Riobaldo não narra apenas para seu interlocutor: narra para si mesmo, para entender o que houve. É um autoconvencimento. Mas, ao mesmo tempo, Riobaldo não aceita a verdade e, por isso, busca desculpas, culpados. O destino ou o demônio teriam sido responsáveis por tudo. Nesse sentido, a narrativa de Riobaldo pode ser comparada ao inquérito conduzido por Édipo, que imagina todos culpados, menos ele mesmo. Só reconhece a culpa frente às evidências irrefutáveis. Mas a narrativa romanesca não termina com uma certeza. Ao contrário, acaba de forma aberta, ambígua, ampla: “Existe é homem humano.

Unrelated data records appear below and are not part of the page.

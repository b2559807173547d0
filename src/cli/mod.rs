//! CLI argument parsing types.
//!
//! This module provides the command-line interface structure for the appdist binary.

use std::path::PathBuf;

use clap::{Args, Parser, Subcommand, ValueEnum};

use crate::apple::BuildProcessingState;
use crate::firebase::OrderBy;

/// App Store Connect and Firebase App Distribution command-line interface.
#[derive(Parser, Debug)]
#[command(name = "appdist", about = "App distribution CLI", version)]
pub struct Cli {
    /// Output results as JSON instead of a table.
    #[arg(long, global = true, default_value = "false")]
    pub json: bool,

    /// Log requests to stderr.
    #[arg(long, short, global = true, default_value = "false")]
    pub verbose: bool,

    #[command(subcommand)]
    pub command: Command,
}

/// Available CLI commands.
#[derive(Subcommand, Debug)]
pub enum Command {
    /// Manage "What to Test" notes of TestFlight builds.
    #[command(subcommand, visible_alias = "beta-build-localizations")]
    Localizations(LocalizationCommand),

    /// Inspect builds uploaded to App Store Connect.
    #[command(subcommand)]
    Builds(BuildCommand),

    /// Inspect Firebase App Distribution releases.
    #[command(subcommand)]
    Releases(ReleaseCommand),

    /// Download provisioning profiles and a signing certificate.
    FetchSigningFiles(FetchSigningFilesArgs),
}

#[derive(Subcommand, Debug)]
pub enum LocalizationCommand {
    /// Create the localization of a build.
    Create {
        /// Id of the build.
        build_id: String,

        #[arg(long, default_value = "en-US")]
        locale: String,

        /// "What to Test" text.
        #[arg(long)]
        whats_new: String,
    },

    /// Change the "What to Test" text of a localization.
    Modify {
        build_id: String,

        #[arg(long, default_value = "en-US")]
        locale: String,

        #[arg(long)]
        whats_new: String,
    },

    /// Delete a localization.
    Delete {
        build_id: String,

        #[arg(long, default_value = "en-US")]
        locale: String,
    },

    /// List localizations.
    List {
        /// Only localizations of this build.
        #[arg(long)]
        build_id: Option<String>,

        #[arg(long)]
        locale: Option<String>,

        /// Stop after this many results.
        #[arg(long)]
        limit: Option<usize>,
    },
}

#[derive(Subcommand, Debug)]
pub enum BuildCommand {
    /// List builds.
    List {
        /// Only builds of this app.
        #[arg(long)]
        app_id: Option<String>,

        /// Build number.
        #[arg(long)]
        version: Option<String>,

        /// Marketing version.
        #[arg(long)]
        pre_release_version: Option<String>,

        #[arg(long, value_enum)]
        processing_state: Option<ProcessingState>,

        #[arg(long)]
        limit: Option<usize>,
    },

    /// Get a single build by id.
    Get { build_id: String },
}

#[derive(Subcommand, Debug)]
pub enum ReleaseCommand {
    /// List releases of an app, newest first.
    List {
        #[command(flatten)]
        app: FirebaseAppArgs,

        #[arg(long)]
        limit: Option<usize>,

        #[arg(long, value_enum, default_value = "newest")]
        order: ReleaseOrder,

        #[arg(long, default_value_t = crate::firebase::DEFAULT_PAGE_SIZE)]
        page_size: u32,
    },

    /// Print the build version of the most recent release.
    LatestBuildVersion {
        #[command(flatten)]
        app: FirebaseAppArgs,
    },
}

/// Identifies a Firebase app.
#[derive(Args, Debug, Clone)]
pub struct FirebaseAppArgs {
    /// Firebase app id, e.g. `1:228333310124:ios:5e439e0d0231a788ac8f09`.
    pub app_id: String,

    /// Project id or number. Derived from the app id when omitted.
    #[arg(long)]
    pub project_id: Option<String>,
}

#[derive(Args, Debug)]
pub struct FetchSigningFilesArgs {
    /// Names of provisioning profile objects in storage.
    #[arg(long, required = true, num_args = 1..)]
    pub profile_names: Vec<String>,

    /// Name of the certificate object in storage.
    #[arg(long)]
    pub certificate_name: String,

    /// Name of the certificate password object in storage.
    #[arg(long)]
    pub certificate_password_name: Option<String>,

    /// Directory for provisioning profiles.
    #[arg(long)]
    pub profiles_dir: Option<PathBuf>,

    /// Directory for certificates.
    #[arg(long)]
    pub certificates_dir: Option<PathBuf>,
}

/// Processing states accepted by `builds list`.
#[derive(ValueEnum, Clone, Copy, Debug, PartialEq, Eq)]
pub enum ProcessingState {
    Processing,
    Failed,
    Invalid,
    Valid,
}

impl From<ProcessingState> for BuildProcessingState {
    fn from(state: ProcessingState) -> Self {
        match state {
            ProcessingState::Processing => Self::Processing,
            ProcessingState::Failed => Self::Failed,
            ProcessingState::Invalid => Self::Invalid,
            ProcessingState::Valid => Self::Valid,
        }
    }
}

/// Release ordering accepted by `releases list`.
#[derive(ValueEnum, Clone, Copy, Debug, PartialEq, Eq)]
pub enum ReleaseOrder {
    Newest,
    Oldest,
}

impl From<ReleaseOrder> for OrderBy {
    fn from(order: ReleaseOrder) -> Self {
        match order {
            ReleaseOrder::Newest => Self::CreateTimeDesc,
            ReleaseOrder::Oldest => Self::CreateTimeAsc,
        }
    }
}
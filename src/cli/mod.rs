//! Command-line interface components
//!
//! This module contains CLI-specific code for the manifest tool:
//! argument parsing and command handlers.

pub mod args;
pub mod commands;

pub use args::{
    CheckArgs, Cli, Commands, ConfigAction, ConfigArgs, ExportArgs, GlobalArgs, ListArgs,
    ShowArgs,
};
pub use commands::{
    handle_check, handle_config, handle_export, handle_list, handle_show, handle_summary,
    CommandContext,
};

Travessia”. O laço final, como dissemos, acentua essa imprecisão.



A profundidade do romance e de seu protagonista consiste nesse jogo argumentativo, nessa construção de uma verdade que convença o próprio narrador, o seu interlocutor e a nós, os leitores. Tal construção é a própria construção narrativa, com todas as suas estratégias, suas negaças, seus avanços e recuos, suas meias-verdades, suas revelações parciais, suas reflexões sobre Deus e o demo, sobre o homem e sua oscilação entre esses dois pólos. Teria havido um pacto demoníaco? Teria havido uma desmedida, uma hybris, tal como na tragédia clássica? Teria havido uma armadilha do destino, que dobra a vontade do homem, fazendo-o sempre atingir um ponto mais abaixo, como na travessia de um rio? Teria havido um castigo divino, uma culpa trazida de vidas anteriores, e que estaria sendo paga nesta vida?



Por isso Riobaldo especula idéia e não tem respostas. Aliás, tem. E é a resposta que mais lhe agrada e a que mais agrada a nós, leitores, que nos identificamos com o narrador. Riobaldo, como nós, é uma vítima desse destino. Agiu sem saber o porquê, guiado por uma força maior que ele (possivelmente demoníaca), inconscientemente, tendo até desmaiado na hora do confronto final.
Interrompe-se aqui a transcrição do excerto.